Still, the check for $23,375 was the biggest yet for Corrie Stott Racing in its eight series starts. When Corrie called home, Alison says it sounded like the car had won.

Corrie says Alison's salary as a second-grade teacher has been “carrying him” for several months, but she's been married to him for nearly 30 years and clearly knows what this team means to him. They moved from Iowa to North Carolina more than 20 years ago so Corrie could do what he was born to do – race.

Corrie worked for Skoal Racing for six years before becoming part of Jeff Gordon's team at Hendrick Motorsports when it began. He also worked for the Truck Series team at Hendrick before trying to make it as a crew chief.

“One day I realized I was into this thing 20 years deep and had worked a ton at it,” Stott says. “I had never got to the big plateau of the big money. I decided that if I was going to keep working 14 to 16 hours seven days a week I needed to be building something for us.”

So he started Stott Classic Racing. The name, which is on the building, confused people. They thought he was running vintage cars or something. He's not going to spend money on a new sign, but the team's Web site has the new name of Corrie Stott Racing.

He had a sponsor for a partial ARCA schedule in 2007, but that went away after the season. To keep the team going he made seven start-and-park Nationwide runs last year.

“The first time we did I almost cried,” Corrie says. Ramo hates the idea. But Ramo also believes the gear and spring settings he raced on back in the early '70s will make Corrie's car go faster today. Reality can be harsh.

Without a sponsor, Corrie knows he's not going to get rich. “We just talk about trying to pay the light bill,” he says.

But he also knows when he comes in each day before daylight, he's worked hard for everything he sees when the lights come on.

“We're not fancy, but we try to earn respect in the garage and be as presentable as we can,” Corrie says. “I would like to have nice equipment because I know what that's like. But you have to have a budget for that.”

Corrie wants to run for first place, like any racer.

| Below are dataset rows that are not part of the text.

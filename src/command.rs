//! The `apply-config` command, independent of any argument parser.
//!
//! Build an [`ApplyAction`] however you like (the `clap` adapter in
//! [`cli`](crate::cli) is one way), then hand it to
//! [`Orchestrator::handle`] for a [`CommandOutcome`] you can display.

use std::fmt;

use crate::environment::EnvironmentDetector;
use crate::error::OrchestratorError;
use crate::manager::OverlayManager;
use crate::report::AggregateResult;
use crate::store::ConfigStore;
use crate::types::ApplyAction;

/// Result of a command. Display it to get the user-facing report.
#[derive(Debug, Clone, PartialEq)]
pub enum CommandOutcome {
    /// Registered provider ids with their environments.
    Providers { entries: Vec<(String, Vec<String>)> },
    Applied {
        environment: String,
        dry_run: bool,
        result: AggregateResult,
    },
}

impl fmt::Display for CommandOutcome {
    fn fmt(&self, f: &mut fmt::Formatter<'_>) -> fmt::Result {
        match self {
            CommandOutcome::Providers { entries } if entries.is_empty() => {
                write!(f, "No configuration providers registered")
            }
            CommandOutcome::Providers { entries } => {
                write!(f, "Registered configuration providers:")?;
                for (id, environments) in entries {
                    write!(f, "\n- {id} ({})", environments.join(", "))?;
                }
                Ok(())
            }
            CommandOutcome::Applied {
                environment,
                dry_run,
                result,
            } => {
                if *dry_run {
                    writeln!(f, "Dry run mode - showing changes for environment: {environment}")?;
                } else {
                    writeln!(f, "Applying configuration for environment: {environment}")?;
                }
                write!(f, "{result}")
            }
        }
    }
}

pub struct Orchestrator<S: ConfigStore> {
    manager: OverlayManager,
    detector: EnvironmentDetector,
    store: S,
}

impl<S: ConfigStore> Orchestrator<S> {
    pub fn new(manager: OverlayManager, detector: EnvironmentDetector, store: S) -> Self {
        Self {
            manager,
            detector,
            store,
        }
    }

    pub fn manager(&self) -> &OverlayManager {
        &self.manager
    }

    pub fn store(&self) -> &S {
        &self.store
    }

    /// Run one action. Listing wins over applying and never needs an
    /// environment.
    pub fn handle(&mut self, action: ApplyAction) -> Result<CommandOutcome, OrchestratorError> {
        match action {
            ApplyAction::ListProviders => Ok(CommandOutcome::Providers {
                entries: self
                    .manager
                    .providers()
                    .iter()
                    .map(|p| (p.info().id.clone(), p.applicable_environments().to_vec()))
                    .collect(),
            }),
            ApplyAction::Apply {
                environment,
                dry_run,
            } => {
                let environment = self.detector.resolve(environment.as_deref())?;
                tracing::info!(environment = %environment, dry_run, "applying configuration");
                let result =
                    self.manager
                        .apply_configurations(&mut self.store, &environment, dry_run)?;
                Ok(CommandOutcome::Applied {
                    environment,
                    dry_run,
                    result,
                })
            }
        }
    }

    /// Run an action and print the outcome to stdout.
    pub fn handle_and_print(&mut self, action: ApplyAction) -> Result<(), OrchestratorError> {
        let outcome = self.handle(action)?;
        println!("{outcome}");
        Ok(())
    }
}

But that's not the race that's run on his end of the sport's economic scale. He's racing the bottom line, trying to go just a little bit faster than his checkbook reasonably should allow the car to go.

Since getting home from Las Vegas, Corrie Stott Racing has been preparing for Bristol, Tenn., this weekend. Stott has found another motor he hopes has some life in it.

He'll show up, hope Ponstein can make the show and take it from there.

The phone rang and the e-mail box had life in it after Vegas, Stott says. No sponsor has appeared to give him the money he needs, but what happened in Las Vegas fanned his hope.

“I have been on the edge of racing myself out of business,” Stott says. “Maybe I am wrong, but if we're not at the race track we'll get written off. People say they splashed in and splashed out and they're not here any more. I don't want to do that.

“We just want to carve out our little niche.”